The Mudcat Café TM
Thread #125224   Message #4165601
Posted By: Gibb Sahib
20-Feb-23 - 03:51 AM
Thread Name: Shanty or Chantey?
Subject: RE: Shanty or Chantey?
I'm interested in knowing Nordhoff better.

Nordhoff is the person who gives us (*as far as presently known) the first mention of "chanty-man" in the 1856 publication The Merchant Vessel. It's his memory of observations of cotton screwmen in Mobile in 1848, while a merchant sailor of circa 18 years old. He said the songs were called "chants" and the activity was called "chanting."

What I'm curious about is Nordhoff's reason for spelling it "ch." Did he hope to convey (to put it as a false binary) "etymology" or "pronunciation" with these spellings?

Nordhoff was a literary man, even before his sailing career. I suppose that his spelling choice was deliberate.

The first record of the song-type spelled with the "y" sound on the end is the journal (manuscript) of Abbe's 1858-59 voyage on Atkins Adams. Abbe spells it "shantie."

Unless we suppose that the pronunciation of the word changed in the 10 years between Nordhoff and Abbe's experiences, Abbe's spelling tells us that Nordhoff was conveying (presumed) etymology. Nordhoff, so this would mean, expected his readers to know that "chants" should be pronounced "as in French."

**This is where it gets unsettling for me.**

I'd feel more comfortable had Nordhoff, elsewhere in the account, discussed the French heritage of Mobile, such that we understood we were getting some local flavor. Or, had he tossed around French terms elsewhere, we'd see he had a penchant for that. But everything reads as bog-standard Joe America as far as I can see.

How could readers know they were to see "chants" and "chanting" but that they should pronounce "ch" as a sibilant?

Some discussion in my article, mentioned up-thread, could explain "chant" as a spelling variation of the Anglicized-French "chaunt"—the French term borrowed into English. In that case, *maybe* readers would see Nordhoff's "chant" and intuit it as "the French chant" rather than "the English chant." But what would they do with "chanting," whose "-ing" ending looks distinctly English, or the "y" in "chanty-man," which doesn't look French? Nordhoff’s spellings would appear to contradict themselves unless readers could cleverly infer that they were hybrids of French and English or Creole terms.

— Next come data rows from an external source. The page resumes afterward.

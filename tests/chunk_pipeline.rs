mod common;

use std::sync::Arc;

use cgmath::Point2;
use voxel_world::engine_state::{
    task_management::TaskManager,
    voxels::{
        block::block_type::BlockType,
        chunk::{height_index::HeightIndex, BlockLookup, ChunkData, ChunkNeighbors},
        generation::{structures::StructureKind, TerrainGenerator},
        persistence::{FileSaveStore, MemorySaveStore, SaveStore},
        world_info::{WorldInfo, WorldType},
    },
    error::{ChunkError, PersistenceError},
    EngineState, WorldContext,
};

#[test]
fn generation_is_reproducible_for_a_seed() {
    for world_type in [WorldType::Flat, WorldType::Default, WorldType::FloatingIslands] {
        let first = WorldContext::new(WorldInfo::new("a", 99, world_type));
        let second = WorldContext::new(WorldInfo::new("b", 99, world_type));
        for position in [Point2::new(0, 0), Point2::new(-3, 7)] {
            assert_eq!(
                TerrainGenerator::new(&first).generate(position),
                TerrainGenerator::new(&second).generate(position)
            );
        }
    }

    let other_seed = WorldContext::new(WorldInfo::new("c", 100, WorldType::Default));
    let context = WorldContext::new(WorldInfo::new("a", 99, WorldType::Default));
    assert_ne!(
        TerrainGenerator::new(&context).generate(Point2::new(0, 0)).blocks,
        TerrainGenerator::new(&other_seed).generate(Point2::new(0, 0)).blocks
    );
}

#[test]
fn ready_chunks_have_a_consistent_height_index() {
    let engine_state = common::loaded_engine(WorldType::Default, 1);
    for chunk in engine_state.world.chunks() {
        let contents = chunk.read().unwrap();
        assert_eq!(*contents.height_index(), HeightIndex::from_grid(contents.blocks()));
    }
}

#[test]
fn height_index_follows_edits() {
    let engine_state = common::loaded_engine(WorldType::Flat, 0);
    let world = &engine_state.world;
    let chunk = world.chunk(Point2::new(0, 0)).unwrap();
    let height = |x, z| chunk.read().unwrap().height_index().get(x, z);
    assert_eq!(height(2, 2), 3);

    world.modify(2, 200, 2, BlockType::Stone).unwrap();
    assert_eq!(height(2, 2), 200);
    world.modify(2, 200, 2, BlockType::Air).unwrap();
    assert_eq!(height(2, 2), 3);
    world.modify(2, 3, 2, BlockType::Air).unwrap();
    assert_eq!(height(2, 2), 2);

    let contents = chunk.read().unwrap();
    assert_eq!(*contents.height_index(), HeightIndex::from_grid(contents.blocks()));
}

#[test]
fn leaves_never_replace_denser_terrain() {
    let context = Arc::new(WorldContext::new(WorldInfo::new("trees", 5, WorldType::Default)));
    let generator = TerrainGenerator::new(&context);
    let store = MemorySaveStore::new();

    let mut checked = 0;
    for i in 0..40 {
        let position = Point2::new(i, -i);
        let terrain = generator.generate(position);
        if !terrain.structures.iter().any(|s| s.kind == StructureKind::OakTree) {
            continue;
        }

        let chunk = Arc::new(ChunkData::new(position));
        chunk.start_terrain_generation(&context).run();
        chunk
            .start_detail_resolution(&context, ChunkNeighbors::none(), &store)
            .unwrap()
            .run();
        let contents = chunk.read().unwrap();

        for y in 0..256 {
            for z in 0..16 {
                for x in 0..16 {
                    let before = terrain.blocks.get(x, y, z);
                    let after = contents.blocks().get(x, y, z);
                    if matches!(before, BlockType::Dirt | BlockType::Grass | BlockType::Stone) {
                        assert_ne!(after, BlockType::OakLeaves, "at ({x}, {y}, {z}) in {position:?}");
                    }
                }
            }
        }
        assert!(contents.blocks().count(BlockType::OakLeaves) > 0);
        checked += 1;
    }
    assert!(checked > 0);
}

#[test]
fn edits_survive_unloading() {
    let store = Arc::new(MemorySaveStore::new());
    let info = WorldInfo::new("persist", 8, WorldType::Default);

    let mut engine_state = EngineState::new(info.clone(), TaskManager::new(2), store.clone());
    engine_state.request_area(Point2::new(0, 0), 1);
    engine_state.finish_loading().unwrap();
    engine_state.world.modify(-5, 250, 3, BlockType::Glowstone).unwrap();
    engine_state.world.modify(5, 1, 5, BlockType::Air).unwrap();
    assert_eq!(engine_state.unload_all().unwrap(), 2);
    assert_eq!(store.load(Point2::new(-1, 0)).unwrap().changes.len(), 1);

    let mut engine_state = EngineState::new(info, TaskManager::new(2), store);
    engine_state.request_area(Point2::new(0, 0), 1);
    engine_state.finish_loading().unwrap();
    let world = &engine_state.world;
    assert_eq!(world.block_at(-5, 250, 3), BlockLookup::Loaded(BlockType::Glowstone));
    assert_eq!(world.block_at(5, 1, 5), BlockLookup::Loaded(BlockType::Air));

    let chunk = world.chunk(Point2::new(-1, 0)).unwrap();
    assert!(!chunk.is_dirty());
    assert_eq!(chunk.read().unwrap().light_sources().len(), 1);
}

#[test]
fn a_corrupt_save_record_stops_loading_instead_of_retrying() {
    let dir = std::env::temp_dir().join(format!("voxel-world-corrupt-{}", std::process::id()));
    let store = Arc::new(FileSaveStore::new(&dir).unwrap());
    std::fs::write(dir.join("0_0.json"), "not json").unwrap();

    let mut engine_state = EngineState::new(
        WorldInfo::new("corrupt", 3, WorldType::Flat),
        TaskManager::new(1),
        store,
    );
    engine_state.request_area(Point2::new(0, 0), 1);
    let result = engine_state.finish_loading();
    assert!(matches!(
        result,
        Err(ChunkError::Persistence(PersistenceError::Serialization(_)))
    ));
    assert!(engine_state.world.chunk(Point2::new(0, 0)).is_none());

    // The other chunks still finish, and the failed one is not tried again.
    engine_state.finish_loading().unwrap();
    assert!(engine_state.is_idle());
    assert_eq!(engine_state.world.len(), 8);
    std::fs::remove_dir_all(&dir).unwrap();
}
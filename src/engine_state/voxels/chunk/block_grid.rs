//! # Block Grid Module
//!
//! Dense storage of the 16×256×16 block identifiers of one chunk.

use std::fmt;

use crate::engine_state::voxels::block::block_type::BlockType;

use super::{CHUNK_HEIGHT, CHUNK_WIDTH};

const LAYER_SIZE: usize = CHUNK_WIDTH * CHUNK_WIDTH;
const GRID_SIZE: usize = LAYER_SIZE * CHUNK_HEIGHT;

/// A dense 16×256×16 array of block types.
///
/// Blocks are laid out x-fastest, then z, then y, so one horizontal layer is contiguous.
/// Indices are `0..16` on X/Z and `0..256` on Y; the `usize` accessors panic outside that
/// range, the `i32` ones return `None`.
#[derive(Clone, PartialEq, Eq)]
pub struct BlockGrid {
    blocks: Vec<BlockType>,
}

impl Default for BlockGrid {
    fn default() -> Self {
        Self::new()
    }
}

impl BlockGrid {
    /// Creates a grid filled with air.
    pub fn new() -> Self {
        Self::filled(BlockType::Air)
    }

    /// Creates a grid where every voxel is `block_type`.
    pub fn filled(block_type: BlockType) -> Self {
        BlockGrid {
            blocks: vec![block_type; GRID_SIZE],
        }
    }

    #[inline]
    fn index(x: usize, y: usize, z: usize) -> usize {
        debug_assert!(x < CHUNK_WIDTH && y < CHUNK_HEIGHT && z < CHUNK_WIDTH);
        x + z * CHUNK_WIDTH + y * LAYER_SIZE
    }

    /// Whether a signed local coordinate lies inside a chunk.
    pub fn in_bounds(x: i32, y: i32, z: i32) -> bool {
        (0..CHUNK_WIDTH as i32).contains(&x)
            && (0..CHUNK_HEIGHT as i32).contains(&y)
            && (0..CHUNK_WIDTH as i32).contains(&z)
    }

    #[inline]
    pub fn get(&self, x: usize, y: usize, z: usize) -> BlockType {
        self.blocks[Self::index(x, y, z)]
    }

    #[inline]
    pub fn set(&mut self, x: usize, y: usize, z: usize, block_type: BlockType) {
        self.blocks[Self::index(x, y, z)] = block_type;
    }

    /// Bounds-checked read with signed coordinates.
    pub fn get_checked(&self, x: i32, y: i32, z: i32) -> Option<BlockType> {
        if Self::in_bounds(x, y, z) {
            Some(self.get(x as usize, y as usize, z as usize))
        } else {
            None
        }
    }

    /// Fills the vertical span `ys` of one column.
    pub fn fill_column(&mut self, x: usize, z: usize, ys: std::ops::Range<usize>, block_type: BlockType) {
        for y in ys {
            self.set(x, y, z, block_type);
        }
    }

    /// Scans a column downwards from `from_y` (inclusive) for the first non-air block.
    pub fn topmost_non_air_from(&self, x: usize, z: usize, from_y: usize) -> Option<usize> {
        (0..=from_y.min(CHUNK_HEIGHT - 1))
            .rev()
            .find(|&y| !self.get(x, y, z).is_air())
    }

    /// The Y of the highest non-air block of a column.
    pub fn topmost_non_air(&self, x: usize, z: usize) -> Option<usize> {
        self.topmost_non_air_from(x, z, CHUNK_HEIGHT - 1)
    }

    /// Number of voxels that are not air.
    pub fn count_non_air(&self) -> usize {
        self.blocks.iter().filter(|b| !b.is_air()).count()
    }

    /// Number of voxels of the given type.
    pub fn count(&self, block_type: BlockType) -> usize {
        self.blocks.iter().filter(|&&b| b == block_type).count()
    }
}

impl fmt::Debug for BlockGrid {
    fn fmt(&self, f: &mut fmt::Formatter<'_>) -> fmt::Result {
        f.debug_struct("BlockGrid")
            .field("non_air", &self.count_non_air())
            .finish()
    }
}
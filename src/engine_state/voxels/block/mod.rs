//! # Block Module
//!
//! This module provides the block type definitions, block faces and the block property
//! table consulted by generation, lighting, meshing and the block update automaton.
//!
//! The property table is a plain value ([`BlockRegistry`]) built once when a world is
//! loaded and passed to every subsystem through the
//! [`WorldContext`](crate::engine_state::WorldContext).

use block_type::{BlockType, BLOCK_TYPE_COUNT};

pub mod block_side;
pub mod block_type;

/// The underlying integer type used to represent block types in memory.
pub type BlockTypeSize = u8;

/// Opacity at or above which a block smothers grass beneath it.
pub const GRASS_SMOTHER_OPACITY: u8 = 128;

/// A single fixed quad of a block drawn with custom geometry.
///
/// Corners are in block-local space (0.0..=1.0 on each axis) and are listed in the
/// same bottom-left, top-left, top-right, bottom-right order cube faces use.
#[derive(Debug, Clone, Copy, PartialEq)]
pub struct CustomFace {
    pub bl: [f32; 3],
    pub tl: [f32; 3],
    pub tr: [f32; 3],
    pub br: [f32; 3],
    /// Texture atlas cell (column, row) sampled by the quad.
    pub cell: [u8; 2],
}

/// Static properties of one block type.
#[derive(Debug, Clone, Copy)]
pub struct BlockProperties {
    /// Human readable name, used in logs.
    pub name: &'static str,
    /// Whether the block fully hides the faces of its neighbors.
    pub opaque: bool,
    /// How much the block blocks light, 0 (none) to 255 (full).
    pub opacity: u8,
    /// Ordering deciding whether a structure may overwrite this block.
    pub density: u8,
    /// Light level emitted by the block, 0 for non-emitters.
    pub light: u8,
    /// Geometry drawn instead of a cube, if any.
    pub custom_faces: Option<&'static [CustomFace]>,
}

impl BlockProperties {
    const fn cube(name: &'static str, density: u8) -> Self {
        BlockProperties {
            name,
            opaque: true,
            opacity: 255,
            density,
            light: 0,
            custom_faces: None,
        }
    }
}

const PATCH_CELL: [u8; 2] = [5, 2];

/// Two crossed diagonal quads, each drawn from both sides.
static GRASS_PATCH_FACES: [CustomFace; 4] = [
    CustomFace {
        bl: [0.0, 0.0, 0.0],
        tl: [0.0, 1.0, 0.0],
        tr: [1.0, 1.0, 1.0],
        br: [1.0, 0.0, 1.0],
        cell: PATCH_CELL,
    },
    CustomFace {
        bl: [1.0, 0.0, 1.0],
        tl: [1.0, 1.0, 1.0],
        tr: [0.0, 1.0, 0.0],
        br: [0.0, 0.0, 0.0],
        cell: PATCH_CELL,
    },
    CustomFace {
        bl: [0.0, 0.0, 1.0],
        tl: [0.0, 1.0, 1.0],
        tr: [1.0, 1.0, 0.0],
        br: [1.0, 0.0, 0.0],
        cell: PATCH_CELL,
    },
    CustomFace {
        bl: [1.0, 0.0, 0.0],
        tl: [1.0, 1.0, 0.0],
        tr: [0.0, 1.0, 1.0],
        br: [0.0, 0.0, 1.0],
        cell: PATCH_CELL,
    },
];

/// The block property table.
///
/// Indexed by [`BlockType`] discriminant. Cheap to clone; a world keeps one instance in
/// its context and hands out references.
///
/// # Examples
///
/// ```
/// use voxel_world::engine_state::voxels::block::{block_type::BlockType, BlockRegistry};
///
/// let registry = BlockRegistry::new();
/// assert!(registry.is_opaque(BlockType::Stone));
/// assert!(registry.density_rank(BlockType::OakLeaves) < registry.density_rank(BlockType::Dirt));
/// assert_eq!(registry.emitted_light(BlockType::Glowstone), 14);
/// ```
#[derive(Debug, Clone)]
pub struct BlockRegistry {
    properties: [BlockProperties; BLOCK_TYPE_COUNT],
}

impl Default for BlockRegistry {
    fn default() -> Self {
        Self::new()
    }
}

impl BlockRegistry {
    /// Builds the table of every declared block type.
    pub fn new() -> Self {
        BlockRegistry {
            properties: [
                BlockProperties {
                    name: "air",
                    opaque: false,
                    opacity: 0,
                    density: 0,
                    light: 0,
                    custom_faces: None,
                },
                BlockProperties::cube("grass", 2),
                BlockProperties::cube("dirt", 2),
                BlockProperties::cube("stone", 4),
                BlockProperties::cube("bedrock", 5),
                BlockProperties::cube("coal_ore", 4),
                BlockProperties::cube("iron_ore", 4),
                BlockProperties::cube("gold_ore", 4),
                BlockProperties::cube("diamond_ore", 4),
                BlockProperties::cube("oak_log", 3),
                BlockProperties::cube("oak_planks", 3),
                BlockProperties {
                    name: "oak_leaves",
                    opaque: false,
                    opacity: 64,
                    density: 1,
                    light: 0,
                    custom_faces: None,
                },
                BlockProperties {
                    light: 14,
                    ..BlockProperties::cube("glowstone", 4)
                },
                BlockProperties::cube("andesite", 4),
                BlockProperties::cube("diorite", 4),
                BlockProperties::cube("granite", 4),
                BlockProperties::cube("cobblestone", 4),
                BlockProperties {
                    name: "grass_patch",
                    opaque: false,
                    opacity: 0,
                    density: 1,
                    light: 0,
                    custom_faces: Some(&GRASS_PATCH_FACES),
                },
            ],
        }
    }

    /// All static properties of a block type.
    pub fn properties(&self, block_type: BlockType) -> &BlockProperties {
        &self.properties[block_type as usize]
    }

    pub fn is_opaque(&self, block_type: BlockType) -> bool {
        self.properties(block_type).opaque
    }

    pub fn opacity(&self, block_type: BlockType) -> u8 {
        self.properties(block_type).opacity
    }

    pub fn density_rank(&self, block_type: BlockType) -> u8 {
        self.properties(block_type).density
    }

    /// Light level emitted by the block, in `0..=15`.
    pub fn emitted_light(&self, block_type: BlockType) -> u8 {
        self.properties(block_type).light
    }

    /// The fixed face list of a block drawn with custom geometry.
    pub fn custom_faces(&self, block_type: BlockType) -> Option<&'static [CustomFace]> {
        self.properties(block_type).custom_faces
    }
}

#[cfg(test)]
mod tests {
    use super::*;

    #[test]
    fn every_block_is_registered_in_identifier_order() {
        let registry = BlockRegistry::new();
        assert_eq!(registry.properties(BlockType::Air).name, "air");
        assert_eq!(registry.properties(BlockType::GrassPatch).name, "grass_patch");
        assert_eq!(registry.properties(BlockType::Cobblestone).name, "cobblestone");
    }

    #[test]
    fn only_custom_geometry_and_see_through_blocks_are_not_opaque() {
        let registry = BlockRegistry::new();
        for id in 0..BLOCK_TYPE_COUNT as u8 {
            let block_type = BlockType::from_id(id).unwrap();
            let see_through = matches!(
                block_type,
                BlockType::Air | BlockType::OakLeaves | BlockType::GrassPatch
            );
            assert_eq!(registry.is_opaque(block_type), !see_through, "{block_type:?}");
        }
        assert!(registry.custom_faces(BlockType::GrassPatch).is_some());
        assert!(registry.custom_faces(BlockType::Stone).is_none());
    }

    #[test]
    fn leaves_do_not_smother_grass() {
        let registry = BlockRegistry::new();
        assert!(registry.opacity(BlockType::OakLeaves) < GRASS_SMOTHER_OPACITY);
        assert!(registry.opacity(BlockType::Dirt) >= GRASS_SMOTHER_OPACITY);
    }
}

Importantly, Nordhoff does put these words in italics, which certainly signals something. Yet here again I'm not fully reassured. He doesn't use italics to mark foreign/non-English words in the text, but rather to mark off notable terms. For instance, he puts "gang" in italics.

We know that "chants" is a special term here, clarified by the italics, but more so because Nordhoff also refers to this stuff as "songs" and "singing" ("chants" and "chanting" are the special terms for that). And later in the book, when he's leaving Liverpool and they sing "Across the briny ocean," he only calls that a "capstan song"—giving the possible implication that "chant" was more specifically the local/Mobile/screwmen's term for this variety of song.

My issue is this: The only thing that leads me to supposed that Nordhoff's "chant" was pronounced with the sibilant is the Abbe spelling ten years later in a different context and the fact that, as we have inherited it, "chanty" is pronounced with the sibilant. There is less to suggest in Nordhoff alone that his "chants" should be pronounced with the sibilant and *more* (I think) to lead the reader to assume the affricate.

The funny thing is that when I discuss, in speech, Nordhoff's work, I have no idea how I should pronounce "chants"!